By Megha Sood
Insane “New” Normal
First Published in North of Oxford, Pandemic Issue 2020
Like a blind cave
brittle rib cage hosting the infection
an unwanted guest:
the virus opens its mouth
its glistening black teeth
in the dead of the night
devours everything
precious and beautiful
cleaves the life out of the soul
leaves you gasping;
with bated breath and a jarred mind
you are left alone
in a vacant mind
lying on the death bed
reminiscing the day love embraced you
around a summer bonfire
now loneliness bounces off
sepia-tinged walls
death draped in pristine
white sheets sitting
at the foot of the bed
scoops its share
masticating life
leaving you rotten
like an empty room with chipped off walls
forgotten and waiting for its due
vacant mind begets explanation
in the hollowness of the night
when the wheezing and choking
cleaves your soul
leaves you asunder
It rattles your mind
you struggle with the existential truth
as this insane “new normal” renders
dying alone a new meaning.
Love, Interrupted
This unending cold silence during the pandemic, these moments of isolation has taken a shape around me. They sometimes appear as bright flashy texts on my phone screen as they light up my room in the middle of the night. I feel the proximity to you, your skin, and your love morphed and molded-in these small texts and emojis. Love needs no deciphering and yet here we are adding a thousand versions of hugs, surprise, and sadness to this unending dearth of pictorial symbols. Earlier, love was an indescribable feeling simmering in the depths of your soul, unable to be transcribed. A burning passion ignited by a fleeting sight or touch by your lover. Love, now, needs expression in its loudest form. Love comes boisterously as bright-colored emojis and texts; waiting to be read. Sometimes, I long for your deep stentorian voice of yours filling my soul and brimming me to the full but yet here again I wait for the sudden short sound on my phone in the middle of the night to look at the message saying you missed me the whole day emoting with a damn emoji.

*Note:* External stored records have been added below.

use serde::{Deserialize, Serialize};
use std::path::Path;
use std::time::Duration;
use tracing::debug;

use crate::core::{OrchestraError, Result};

/// Engine configuration with all tuning parameters
#[derive(Debug, Clone, PartialEq, Serialize, Deserialize)]
#[serde(default)]
pub struct OrchestrationConfig {
    // Scheduler configuration
    /// Maximum number of tasks running at once in one session
    pub concurrency_limit: usize,

    // Retry configuration
    /// Retries allowed after the first attempt, unless a task overrides it
    pub max_retries: u32,
    pub retry: RetryConfig,

    // Timeouts
    /// Per-task timeout when the descriptor does not set one (None = unlimited)
    pub default_task_timeout_secs: Option<u64>,
    /// How long a timed out or cancelled task gets to return after its token trips
    pub cancel_grace_ms: u64,

    // Failure policy
    /// Keep running independent siblings after a failure and block dependents lazily
    pub continue_on_partial_failure: bool,
    /// Aggregate successful results that arrive after the session was cancelled
    pub aggregate_late_results: bool,

    pub conflicts: ConflictConfig,
    pub stream: StreamConfig,
    pub logging: LoggingConfig,
}

#[derive(Debug, Clone, PartialEq, Serialize, Deserialize)]
#[serde(default)]
pub struct RetryConfig {
    pub base_delay_ms: u64,
    pub max_delay_ms: u64,
    pub multiplier: f64,
    /// Adds up to 25% random spread to every delay
    pub jitter: bool,
}

impl Default for RetryConfig {
    fn default() -> Self {
        Self {
            base_delay_ms: 500,
            max_delay_ms: 30_000,
            multiplier: 2.0,
            jitter: true,
        }
    }
}

#[derive(Debug, Clone, PartialEq, Serialize, Deserialize)]
#[serde(default)]
pub struct ConflictConfig {
    /// Attempt an automatic merge as soon as a conflict is detected
    pub auto_resolve: bool,
    /// Glob patterns; a conflicted path matching one of them is Critical
    pub critical_paths: Vec<String>,
    /// Fraction of changed lines above which a conflict is High
    pub high_change_ratio: f64,
}

impl Default for ConflictConfig {
    fn default() -> Self {
        Self {
            auto_resolve: false,
            critical_paths: default_critical_paths(),
            high_change_ratio: 0.5,
        }
    }
}

fn default_critical_paths() -> Vec<String> {
    [
        "package.json",
        "package-lock.json",
        "Cargo.toml",
        "go.mod",
        "pyproject.toml",
        "requirements.txt",
        "tsconfig.json",
        "*.csproj",
        "*.sln",
        "config.json",
        "config.*.json",
        "appsettings.json",
        "docker-compose.yml",
        "Dockerfile",
        ".env",
        "Program.cs",
        "src/main.*",
        "src/index.*",
    ]
    .iter()
    .map(|p| p.to_string())
    .collect()
}

#[derive(Debug, Clone, PartialEq, Serialize, Deserialize)]
#[serde(default)]
pub struct StreamConfig {
    /// Buffered events per subscriber before it is disconnected
    pub subscriber_capacity: usize,
    /// Events retained for replay to late subscribers
    pub history_capacity: usize,
}

impl Default for StreamConfig {
    fn default() -> Self {
        Self {
            subscriber_capacity: 256,
            history_capacity: 1024,
        }
    }
}

#[derive(Debug, Clone, PartialEq, Serialize, Deserialize)]
#[serde(default)]
pub struct LoggingConfig {
    /// EnvFilter directive, overridden by RUST_LOG
    pub level: String,
    pub json: bool,
}

impl Default for LoggingConfig {
    fn default() -> Self {
        Self {
            level: "info".to_string(),
            json: false,
        }
    }
}

impl Default for OrchestrationConfig {
    fn default() -> Self {
        Self {
            concurrency_limit: 3,
            max_retries: 2,
            retry: RetryConfig::default(),
            default_task_timeout_secs: Some(600), // 10 minutes
            cancel_grace_ms: 2_000,
            continue_on_partial_failure: false,
            aggregate_late_results: true,
            conflicts: ConflictConfig::default(),
            stream: StreamConfig::default(),
            logging: LoggingConfig::default(),
        }
    }
}

impl OrchestrationConfig {
    /// Create a new builder for OrchestrationConfig
    pub fn builder() -> OrchestrationConfigBuilder {
        OrchestrationConfigBuilder::new()
    }

    /// Create a configuration tuned for development and tests
    pub fn development() -> Self {
        Self {
            retry: RetryConfig {
                base_delay_ms: 10,
                max_delay_ms: 100,
                multiplier: 2.0,
                jitter: false,
            },
            default_task_timeout_secs: Some(30),
            cancel_grace_ms: 200,
            logging: LoggingConfig {
                level: "debug".to_string(),
                json: false,
            },
            ..Default::default()
        }
    }

    /// Validate the configuration
    pub fn validate(&self) -> Result<()> {
        if self.concurrency_limit == 0 {
            return Err(OrchestraError::configuration_field(
                "concurrency_limit must be greater than 0",
                "concurrency_limit",
            ));
        }
        if self.retry.multiplier < 1.0 {
            return Err(OrchestraError::configuration_field(
                "retry.multiplier must be >= 1.0",
                "retry.multiplier",
            ));
        }
        if self.retry.base_delay_ms > self.retry.max_delay_ms {
            return Err(OrchestraError::configuration_field(
                "retry.base_delay_ms cannot exceed retry.max_delay_ms",
                "retry.base_delay_ms",
            ));
        }
        if self.default_task_timeout_secs == Some(0) {
            return Err(OrchestraError::configuration_field(
                "default_task_timeout_secs must be greater than 0",
                "default_task_timeout_secs",
            ));
        }
        if !(0.0..=1.0).contains(&self.conflicts.high_change_ratio) {
            return Err(OrchestraError::configuration_field(
                "conflicts.high_change_ratio must be within 0.0..=1.0",
                "conflicts.high_change_ratio",
            ));
        }
        for pattern in &self.conflicts.critical_paths {
            if let Err(e) = glob::Pattern::new(pattern) {
                return Err(OrchestraError::configuration_field(
                    format!("invalid critical path pattern '{}': {}", pattern, e),
                    "conflicts.critical_paths",
                ));
            }
        }
        if self.stream.subscriber_capacity == 0 {
            return Err(OrchestraError::configuration_field(
                "stream.subscriber_capacity must be greater than 0",
                "stream.subscriber_capacity",
            ));
        }
        Ok(())
    }

    pub fn from_yaml_str(yaml: &str) -> Result<Self> {
        let config: Self = serde_yaml::from_str(yaml)?;
        config.validate()?;
        Ok(config)
    }

    pub fn from_yaml_file(path: impl AsRef<Path>) -> Result<Self> {
        let path = path.as_ref();
        let raw = std::fs::read_to_string(path).map_err(|source| OrchestraError::ConfigLoad {
            path: path.to_path_buf(),
            source,
        })?;
        debug!(path = %path.display(), "Loading orchestration config");
        Self::from_yaml_str(&raw)
    }

    /// Apply ORCHESTRA_* environment overrides on top of this config
    pub fn with_env_overrides(self) -> Result<Self> {
        self.with_overrides_from(|key| std::env::var(key).ok())
    }

    fn with_overrides_from<F>(mut self, lookup: F) -> Result<Self>
    where
        F: Fn(&str) -> Option<String>,
    {
        if let Some(raw) = lookup("ORCHESTRA_CONCURRENCY_LIMIT") {
            self.concurrency_limit = raw.trim().parse().map_err(|_| {
                OrchestraError::configuration_field(
                    format!("ORCHESTRA_CONCURRENCY_LIMIT is not a number: {}", raw),
                    "concurrency_limit",
                )
            })?;
        }
        if let Some(raw) = lookup("ORCHESTRA_MAX_RETRIES") {
            self.max_retries = raw.trim().parse().map_err(|_| {
                OrchestraError::configuration_field(
                    format!("ORCHESTRA_MAX_RETRIES is not a number: {}", raw),
                    "max_retries",
                )
            })?;
        }
        if let Some(level) = lookup("ORCHESTRA_LOG_LEVEL") {
            self.logging.level = level;
        }
        self.validate()?;
        Ok(self)
    }

    pub fn cancel_grace(&self) -> Duration {
        Duration::from_millis(self.cancel_grace_ms)
    }

    /// Effective timeout for a task, preferring its own setting
    pub fn task_timeout(&self, task_timeout_secs: Option<u64>) -> Option<Duration> {
        task_timeout_secs
            .or(self.default_task_timeout_secs)
            .map(Duration::from_secs)
    }
}

/// Builder for OrchestrationConfig
pub struct OrchestrationConfigBuilder {
    config: OrchestrationConfig,
}

impl Default for OrchestrationConfigBuilder {
    fn default() -> Self {
        Self::new()
    }
}

impl OrchestrationConfigBuilder {
    pub fn new() -> Self {
        Self {
            config: OrchestrationConfig::default(),
        }
    }

    pub fn from_config(config: OrchestrationConfig) -> Self {
        Self { config }
    }

    pub fn concurrency_limit(mut self, limit: usize) -> Self {
        self.config.concurrency_limit = limit;
        self
    }

    pub fn max_retries(mut self, retries: u32) -> Self {
        self.config.max_retries = retries;
        self
    }

    /// Set retry delays in milliseconds
    pub fn retry_delays(mut self, base_ms: u64, max_ms: u64) -> Self {
        self.config.retry.base_delay_ms = base_ms;
        self.config.retry.max_delay_ms = max_ms;
        self
    }

    pub fn retry_jitter(mut self, enabled: bool) -> Self {
        self.config.retry.jitter = enabled;
        self
    }

    pub fn cancel_grace_ms(mut self, ms: u64) -> Self {
        self.config.cancel_grace_ms = ms;
        self
    }

    pub fn continue_on_partial_failure(mut self, enabled: bool) -> Self {
        self.config.continue_on_partial_failure = enabled;
        self
    }

    pub fn aggregate_late_results(mut self, enabled: bool) -> Self {
        self.config.aggregate_late_results = enabled;
        self
    }

    pub fn auto_resolve(mut self, enabled: bool) -> Self {
        self.config.conflicts.auto_resolve = enabled;
        self
    }

    pub fn critical_paths<I, S>(mut self, patterns: I) -> Self
    where
        I: IntoIterator<Item = S>,
        S: Into<String>,
    {
        self.config.conflicts.critical_paths = patterns.into_iter().map(Into::into).collect();
        self
    }

    pub fn high_change_ratio(mut self, ratio: f64) -> Self {
        self.config.conflicts.high_change_ratio = ratio;
        self
    }

    pub fn logging(mut self, level: impl Into<String>, json: bool) -> Self {
        self.config.logging.level = level.into();
        self.config.logging.json = json;
        self
    }

    /// Build and validate the configuration
    pub fn build(self) -> Result<OrchestrationConfig> {
        self.config.validate()?;
        Ok(self.config)
    }
}

#[cfg(test)]
mod tests {
    use super::*;
    use pretty_assertions::assert_eq;
    use std::collections::HashMap;

    #[test]
    fn test_default_config() {
        let config = OrchestrationConfig::default();
        assert!(config.validate().is_ok());
        assert_eq!(config.concurrency_limit, 3);
        assert!(config.aggregate_late_results);
        assert!(!config.continue_on_partial_failure);
    }

    #[test]
    fn test_development_config() {
        let config = OrchestrationConfig::development();
        assert!(config.validate().is_ok());
        assert!(!config.retry.jitter);
        assert_eq!(config.cancel_grace_ms, 200);
    }

    #[test]
    fn test_validation_errors() {
        let mut config = OrchestrationConfig::default();
        config.concurrency_limit = 0;
        assert!(matches!(
            config.validate(),
            Err(OrchestraError::Configuration { field: Some(ref f), .. }) if f == "concurrency_limit"
        ));
        config.concurrency_limit = 2;

        config.conflicts.critical_paths.push("[".into());
        assert!(config.validate().is_err());
        config.conflicts.critical_paths.pop();

        config.retry.base_delay_ms = config.retry.max_delay_ms + 1;
        assert!(config.validate().is_err());
    }

    #[test]
    fn test_builder() {
        let config = OrchestrationConfig::builder()
            .concurrency_limit(5)
            .max_retries(4)
            .retry_delays(1, 10)
            .continue_on_partial_failure(true)
            .auto_resolve(true)
            .critical_paths(["schema.sql"])
            .build()
            .unwrap();

        assert_eq!(config.concurrency_limit, 5);
        assert_eq!(config.max_retries, 4);
        assert!(config.continue_on_partial_failure);
        assert!(config.conflicts.auto_resolve);
        assert_eq!(config.conflicts.critical_paths, vec!["schema.sql".to_string()]);
    }

    #[test]
    fn test_yaml_uses_defaults_for_missing_fields() {
        let yaml = r#"
concurrency_limit: 4
conflicts:
  auto_resolve: true
"#;
        let config = OrchestrationConfig::from_yaml_str(yaml).unwrap();
        assert_eq!(config.concurrency_limit, 4);
        assert!(config.conflicts.auto_resolve);
        assert_eq!(config.conflicts.high_change_ratio, 0.5);
        assert_eq!(config.max_retries, 2);
    }

    #[test]
    fn test_env_overrides() {
        let vars: HashMap<&str, &str> = [
            ("ORCHESTRA_CONCURRENCY_LIMIT", "7"),
            ("ORCHESTRA_LOG_LEVEL", "trace"),
        ]
        .into_iter()
        .collect();
        let config = OrchestrationConfig::default()
            .with_overrides_from(|key| vars.get(key).map(|v| v.to_string()))
            .unwrap();
        assert_eq!(config.concurrency_limit, 7);
        assert_eq!(config.logging.level, "trace");

        let bad = OrchestrationConfig::default()
            .with_overrides_from(|key| {
                (key == "ORCHESTRA_MAX_RETRIES").then(|| "lots".to_string())
            });
        assert!(bad.is_err());
    }

    #[test]
    fn test_task_timeout_prefers_task_setting() {
        let config = OrchestrationConfig::default();
        assert_eq!(config.task_timeout(Some(5)), Some(Duration::from_secs(5)));
        assert_eq!(config.task_timeout(None), Some(Duration::from_secs(600)));
    }
}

Writing during the pandemic has been a great solace for me and at times has been cathartic. There was so much going on in the US in addition to the isolation along with the toxic Presidential elections and the protests around the country to support the Black Matter Lives. There have been numerous times where I sat down to give an output to my frustration and the plethora of emotions I was holding within. During this time, I also edited two anthologies and I could feel the same level of emotions brimming in the submissions I received.